Stored data entries
====
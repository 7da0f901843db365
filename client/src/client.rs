//! Paperdesk API client implementation

use crate::error::ApiError;
use futures::StreamExt;
use reqwest::{Client, StatusCode};
use serde::Serialize;
use serde::de::DeserializeOwned;
use std::path::{Path, PathBuf};
use tokio::io::AsyncWriteExt;

/// Port the paperdesk API server listens on.
pub const DEFAULT_PORT: u16 = 4000;

/// File name used when saving a dataset download.
pub const DOWNLOAD_FILE_NAME: &str = "tune.jsonl";

/// Environment variable naming the API host.
pub const API_HOST_VAR: &str = "PAPERDESK_API_HOST";

/// Paperdesk API client
#[derive(Debug, Clone)]
pub struct ApiClient {
    client: Client,
    base_url: String,
}

impl ApiClient {
    /// Create a new client for `host`, applying the fixed
    /// `http://<host>:4000/api` convention.
    #[must_use]
    pub fn new(host: &str) -> Self {
        Self::with_base_url(format!("http://{host}:{DEFAULT_PORT}/api"))
    }

    /// Create a new client with the host taken from `PAPERDESK_API_HOST`,
    /// falling back to `localhost`.
    #[must_use]
    pub fn from_env() -> Self {
        let host = std::env::var(API_HOST_VAR).unwrap_or_else(|_| "localhost".to_string());
        Self::new(&host)
    }

    /// Create a new client with an explicit URL prefix, bypassing the
    /// host/port convention. Intended for tests against a stub server.
    #[must_use]
    pub fn with_base_url(base_url: String) -> Self {
        Self {
            client: Client::new(),
            base_url,
        }
    }

    /// The URL prefix requests are issued against.
    #[must_use]
    pub fn base_url(&self) -> &str {
        &self.base_url
    }

    /// Issue a GET request with no query string.
    ///
    /// # Errors
    ///
    /// Returns errors for network failures, non-success statuses, or bodies
    /// that fail to decode.
    pub async fn get<R>(&self, path: &str) -> Result<R, ApiError>
    where
        R: DeserializeOwned,
    {
        self.get_inner(path, None::<&()>).await
    }

    /// Issue a GET request with `query` URL-encoded into the request.
    ///
    /// # Errors
    ///
    /// Returns errors for network failures, non-success statuses, or bodies
    /// that fail to decode.
    pub async fn get_with<Q, R>(&self, path: &str, query: &Q) -> Result<R, ApiError>
    where
        Q: Serialize + ?Sized,
        R: DeserializeOwned,
    {
        self.get_inner(path, Some(query)).await
    }

    async fn get_inner<Q, R>(&self, path: &str, query: Option<&Q>) -> Result<R, ApiError>
    where
        Q: Serialize + ?Sized,
        R: DeserializeOwned,
    {
        let mut request = self.client.get(format!("{}/{path}", self.base_url));
        if let Some(query) = query {
            request = request.query(query);
        }

        let response = request
            .send()
            .await
            .map_err(|e| ApiError::RequestFailed(e.to_string()))?;

        Self::decode(response).await
    }

    /// Issue a POST request with `body` serialized as JSON.
    ///
    /// # Errors
    ///
    /// Returns errors for network failures, non-success statuses, or bodies
    /// that fail to decode.
    pub async fn post<B, R>(&self, path: &str, body: &B) -> Result<R, ApiError>
    where
        B: Serialize + ?Sized,
        R: DeserializeOwned,
    {
        let response = self
            .client
            .post(format!("{}/{path}", self.base_url))
            .json(body)
            .send()
            .await
            .map_err(|e| ApiError::RequestFailed(e.to_string()))?;

        Self::decode(response).await
    }

    async fn decode<R>(response: reqwest::Response) -> Result<R, ApiError>
    where
        R: DeserializeOwned,
    {
        match response.status() {
            StatusCode::OK => response
                .json::<R>()
                .await
                .map_err(|e| ApiError::DecodeFailed(e.to_string())),
            status => {
                let body = response.text().await.unwrap_or_default();
                Err(ApiError::Status {
                    status: status.as_u16(),
                    message: body,
                })
            }
        }
    }

    /// Stream a GET response into `dir`, saving it as `tune.jsonl`.
    ///
    /// The body is written chunk by chunk, so exports larger than memory are
    /// fine. Returns the path of the written file.
    ///
    /// # Errors
    ///
    /// Returns errors for network failures, non-success statuses, or stream
    /// and filesystem failures while writing.
    pub async fn download_to_dir<Q>(
        &self,
        path: &str,
        query: &Q,
        dir: &Path,
    ) -> Result<PathBuf, ApiError>
    where
        Q: Serialize + ?Sized,
    {
        let response = self
            .client
            .get(format!("{}/{path}", self.base_url))
            .query(query)
            .send()
            .await
            .map_err(|e| ApiError::RequestFailed(e.to_string()))?;

        if !response.status().is_success() {
            let status = response.status();
            let body = response.text().await.unwrap_or_default();
            return Err(ApiError::Status {
                status: status.as_u16(),
                message: body,
            });
        }

        let target = dir.join(DOWNLOAD_FILE_NAME);
        let mut file = tokio::fs::File::create(&target)
            .await
            .map_err(|e| ApiError::DownloadFailed(e.to_string()))?;

        let mut stream = response.bytes_stream();
        while let Some(chunk) = stream.next().await {
            let bytes = chunk.map_err(|e| ApiError::DownloadFailed(e.to_string()))?;
            file.write_all(&bytes)
                .await
                .map_err(|e| ApiError::DownloadFailed(e.to_string()))?;
        }
        file.flush()
            .await
            .map_err(|e| ApiError::DownloadFailed(e.to_string()))?;

        Ok(target)
    }
}

#[cfg(test)]
mod tests {
    use super::*;

    #[test]
    fn test_new_applies_host_convention() {
        let client = ApiClient::new("localhost");
        assert_eq!(client.base_url, "http://localhost:4000/api");
    }

    #[test]
    fn test_with_base_url_is_verbatim() {
        let client = ApiClient::with_base_url("http://127.0.0.1:9000".to_string());
        assert_eq!(client.base_url(), "http://127.0.0.1:9000");
    }
}
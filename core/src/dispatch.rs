//! Dispatcher: the typed handle resources use to reach a store
//!
//! Resources never hold a store directly; they hold a [`Dispatcher`] built
//! by the store (or by a test harness). Awaiting [`Dispatcher::dispatch`]
//! completes only after the receiving end has applied the action, so a
//! dispatch followed by a state read observes the transition.

use crate::action::Action;
use futures::FutureExt;
use futures::future::BoxFuture;
use std::fmt;
use std::sync::Arc;

type DispatchFn<P> = dyn Fn(Action<P>) -> BoxFuture<'static, ()> + Send + Sync;

/// Cloneable handle that delivers actions to a store.
pub struct Dispatcher<P> {
    inner: Arc<DispatchFn<P>>,
}

impl<P> Dispatcher<P> {
    /// Wrap a delivery function. The returned future must resolve once the
    /// action has been applied.
    #[must_use]
    pub fn new<F>(deliver: F) -> Self
    where
        F: Fn(Action<P>) -> BoxFuture<'static, ()> + Send + Sync + 'static,
    {
        Self {
            inner: Arc::new(deliver),
        }
    }

    /// Dispatcher that drops every action, for wiring-free tests.
    #[must_use]
    pub fn noop() -> Self {
        Self::new(|_| async {}.boxed())
    }

    /// Deliver an action; resolves once it has been applied.
    pub async fn dispatch(&self, action: Action<P>) {
        (self.inner)(action).await;
    }
}

impl<P> Clone for Dispatcher<P> {
    fn clone(&self) -> Self {
        Self {
            inner: Arc::clone(&self.inner),
        }
    }
}

impl<P> fmt::Debug for Dispatcher<P> {
    fn fmt(&self, f: &mut fmt::Formatter<'_>) -> fmt::Result {
        f.debug_struct("Dispatcher").finish_non_exhaustive()
    }
}
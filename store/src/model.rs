//! Single-entity REST resource with loading-state tracking

use crate::generation::RequestGeneration;
use paperdesk_client::{ApiClient, ApiError};
use paperdesk_core::{Action, Component, Dispatcher, ModelPayload};
use serde::Serialize;
use serde::de::DeserializeOwned;

/// Body of a delete endpoint response. The server reports application-level
/// failures inside a 200 body, historically under a capitalized key.
#[derive(Debug, serde::Deserialize)]
struct RemoveResponse {
    #[serde(default, alias = "Error")]
    error: Option<String>,
}

/// REST-backed single-entity resource.
///
/// Wraps one API midpoint (`project`, `paper`, ...) and publishes results to
/// the store slice tagged with its component. Every operation brackets its
/// work in `Loading(true)` / `Loading(false)` dispatches; the trailing flag
/// is guaranteed on success and on failure. When operations overlap, the
/// last-started one owns the final writes: a stale response is dropped
/// without dispatching, and its `Loading(false)` is left to the current
/// operation.
///
/// Outcomes are explicit: every operation returns a `Result` instead of
/// encoding failure in its value.
#[derive(Debug, Clone)]
pub struct Model<T> {
    component: Component,
    midpoint: &'static str,
    client: ApiClient,
    dispatch: Dispatcher<ModelPayload<T>>,
    generation: RequestGeneration,
}

impl<T> Model<T>
where
    T: Clone + Serialize + DeserializeOwned + Send + Sync + 'static,
{
    /// Create a resource for `midpoint`, dispatching under `component`.
    #[must_use]
    pub fn new(
        component: Component,
        midpoint: &'static str,
        client: ApiClient,
        dispatch: Dispatcher<ModelPayload<T>>,
    ) -> Self {
        Self {
            component,
            midpoint,
            client,
            dispatch,
            generation: RequestGeneration::new(),
        }
    }

    /// The tag this resource dispatches under.
    #[must_use]
    pub const fn component(&self) -> Component {
        self.component
    }

    /// The API sub-path this resource is bound to.
    #[must_use]
    pub const fn midpoint(&self) -> &'static str {
        self.midpoint
    }

    /// Fetch one entity by id and publish it to the store.
    ///
    /// Dispatches `Update(entity)` on success. The fetched entity is also
    /// returned so callers can sequence on it directly.
    ///
    /// # Errors
    ///
    /// Returns transport, status, or decoding errors. The loading flag is
    /// still finalized by whichever request is current.
    #[tracing::instrument(skip(self), fields(component = %self.component, midpoint = self.midpoint))]
    pub async fn get(&self, id: &str) -> Result<T, ApiError> {
        let ticket = self.generation.begin();
        self.set_loading(true).await;

        let result: Result<T, ApiError> = self
            .client
            .get_with(&self.endpoint("get"), &[("id", id)])
            .await;

        if self.generation.is_current(ticket) {
            if let Ok(entity) = &result {
                self.publish(ModelPayload::Update(entity.clone())).await;
            }
            self.set_loading(false).await;
        }

        result
    }

    /// Create a new entity from `data` and return the created entity.
    ///
    /// No `Update` is dispatched: how the new entity enters state is the
    /// caller's decision (typically by refreshing a collection).
    ///
    /// # Errors
    ///
    /// Returns transport, status, or decoding errors; failures are also
    /// logged.
    #[tracing::instrument(skip(self, data), fields(component = %self.component, midpoint = self.midpoint))]
    pub async fn create(&self, data: &T) -> Result<T, ApiError> {
        let ticket = self.generation.begin();
        self.set_loading(true).await;

        let result = self.client.post(&self.endpoint("create"), data).await;

        if let Err(error) = &result {
            tracing::error!(error = %error, "create failed");
        }
        if self.generation.is_current(ticket) {
            self.set_loading(false).await;
        }

        result
    }

    /// Edit an existing entity. Returns the server's boolean verdict.
    ///
    /// # Errors
    ///
    /// Returns transport, status, or decoding errors; failures are also
    /// logged.
    #[tracing::instrument(skip(self, data), fields(component = %self.component, midpoint = self.midpoint))]
    pub async fn edit(&self, data: &T) -> Result<bool, ApiError> {
        let ticket = self.generation.begin();
        self.set_loading(true).await;

        let result = self.client.post(&self.endpoint("edit"), data).await;

        if let Err(error) = &result {
            tracing::error!(error = %error, "edit failed");
        }
        if self.generation.is_current(ticket) {
            self.set_loading(false).await;
        }

        result
    }

    /// Delete an entity.
    ///
    /// Beyond the loading bracket nothing is dispatched; the caller decides
    /// how the removal is reflected in state.
    ///
    /// # Errors
    ///
    /// Returns transport, status, or decoding errors, and
    /// [`ApiError::Rejected`] when the server reports an application-level
    /// failure inside a success body.
    #[tracing::instrument(skip(self, data), fields(component = %self.component, midpoint = self.midpoint))]
    pub async fn remove(&self, data: &T) -> Result<(), ApiError> {
        let ticket = self.generation.begin();
        self.set_loading(true).await;

        let result = self.remove_inner(data).await;

        if self.generation.is_current(ticket) {
            self.set_loading(false).await;
        }

        result
    }

    async fn remove_inner(&self, data: &T) -> Result<(), ApiError> {
        let response: RemoveResponse = self.client.post(&self.endpoint("delete"), data).await?;

        if let Some(reason) = response.error {
            tracing::warn!(reason = %reason, "delete rejected");
            return Err(ApiError::Rejected(reason));
        }
        Ok(())
    }

    fn endpoint(&self, operation: &str) -> String {
        format!("{}/{operation}", self.midpoint)
    }

    async fn set_loading(&self, loading: bool) {
        self.publish(ModelPayload::Loading(loading)).await;
    }

    async fn publish(&self, payload: ModelPayload<T>) {
        tracing::debug!(component = %self.component, action = payload.label(), "dispatch");
        self.dispatch
            .dispatch(Action::new(self.component, payload))
            .await;
    }
}
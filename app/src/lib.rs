//! # Paperdesk
//!
//! Client-side state layer for a projects/papers workbench.
//!
//! The workbench browses research projects and the papers they track,
//! fetching both through the paperdesk REST API. State lives in one store
//! split into three slices: the project list, the open project, and the
//! open paper. Each slice is fed by a REST resource that brackets its
//! requests in loading actions, so drivers can render fetch progress by
//! watching the store alone.
//!
//! ## Example
//!
//! ```no_run
//! use paperdesk_app::Paperdesk;
//! use paperdesk_client::ApiClient;
//!
//! #[tokio::main]
//! async fn main() -> Result<(), Box<dyn std::error::Error>> {
//!     let app = Paperdesk::new(ApiClient::from_env());
//!
//!     app.project_list().get().await?;
//!
//!     let names = app
//!         .store()
//!         .state(|s| {
//!             s.project_list
//!                 .items
//!                 .iter()
//!                 .map(|p| p.name.clone())
//!                 .collect::<Vec<_>>()
//!         })
//!         .await;
//!     println!("{names:?}");
//!     Ok(())
//! }
//! ```

pub mod state;
pub mod types;

use paperdesk_client::ApiClient;
use paperdesk_store::{Collection, Model, Store};
use state::{AppAction, AppReducer, AppState, PAPER_MODEL, PROJECT_LIST, PROJECT_MODEL};
use types::{Paper, Project};

/// API sub-path for project resources.
const PROJECT_MIDPOINT: &str = "project";

/// API sub-path for paper resources.
const PAPER_MIDPOINT: &str = "paper";

/// Wired application: the store plus the REST resources feeding it.
///
/// Construction registers the three slice reducers with the store and binds
/// each resource to its component tag and API midpoint.
pub struct Paperdesk {
    store: Store<AppReducer>,
    project_list: Collection<Project>,
    project: Model<Project>,
    paper: Model<Paper>,
}

impl Paperdesk {
    /// Wire a store and its resources around `client`.
    #[must_use]
    pub fn new(client: ApiClient) -> Self {
        let store = Store::new(AppState::default(), AppReducer::new());

        let project_list = Collection::new(
            PROJECT_LIST,
            PROJECT_MIDPOINT,
            client.clone(),
            store.dispatcher(AppAction::ProjectList),
        );
        let project = Model::new(
            PROJECT_MODEL,
            PROJECT_MIDPOINT,
            client.clone(),
            store.dispatcher(AppAction::ProjectModel),
        );
        let paper = Model::new(
            PAPER_MODEL,
            PAPER_MIDPOINT,
            client,
            store.dispatcher(AppAction::PaperModel),
        );

        Self {
            store,
            project_list,
            project,
            paper,
        }
    }

    /// The store backing every slice.
    #[must_use]
    pub const fn store(&self) -> &Store<AppReducer> {
        &self.store
    }

    /// All-projects resource, feeding the `PROJECT_LIST` slice.
    #[must_use]
    pub const fn project_list(&self) -> &Collection<Project> {
        &self.project_list
    }

    /// Single-project resource, feeding the `PROJECT_MODEL` slice.
    #[must_use]
    pub const fn project(&self) -> &Model<Project> {
        &self.project
    }

    /// Single-paper resource, feeding the `PAPER_MODEL` slice.
    #[must_use]
    pub const fn paper(&self) -> &Model<Paper> {
        &self.paper
    }
}
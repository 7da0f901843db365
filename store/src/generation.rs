//! Request-generation tickets for coordinating overlapping requests

use std::sync::Arc;
use std::sync::atomic::{AtomicU64, Ordering};

/// Monotonic counter handing out request tickets.
///
/// Each operation on a resource takes a ticket with [`begin`]; responses are
/// applied only while the ticket [`is_current`]. Starting a new operation
/// invalidates every earlier ticket, so the last-started operation owns the
/// final `Update` and `Loading(false)` writes and a slow, stale response is
/// dropped instead of overwriting newer state.
///
/// [`begin`]: Self::begin
/// [`is_current`]: Self::is_current
#[derive(Debug, Clone, Default)]
pub struct RequestGeneration {
    counter: Arc<AtomicU64>,
}

impl RequestGeneration {
    /// Create a counter with no outstanding tickets.
    #[must_use]
    pub fn new() -> Self {
        Self::default()
    }

    /// Start a new request, invalidating all earlier tickets.
    #[must_use]
    pub fn begin(&self) -> u64 {
        self.counter.fetch_add(1, Ordering::SeqCst) + 1
    }

    /// Whether `ticket` belongs to the most recently started request.
    #[must_use]
    pub fn is_current(&self, ticket: u64) -> bool {
        self.counter.load(Ordering::SeqCst) == ticket
    }
}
====
Only lines containing the string "REST" are needed. Pull each of them out of the records above.

//! Single-entity REST resource with loading-state tracking
/// REST-backed single-entity resource.
//! fetching both through the paperdesk REST API. State lives in one store
//! open paper. Each slice is fed by a REST resource that brackets its
/// Wired application: the store plus the REST resources feeding it.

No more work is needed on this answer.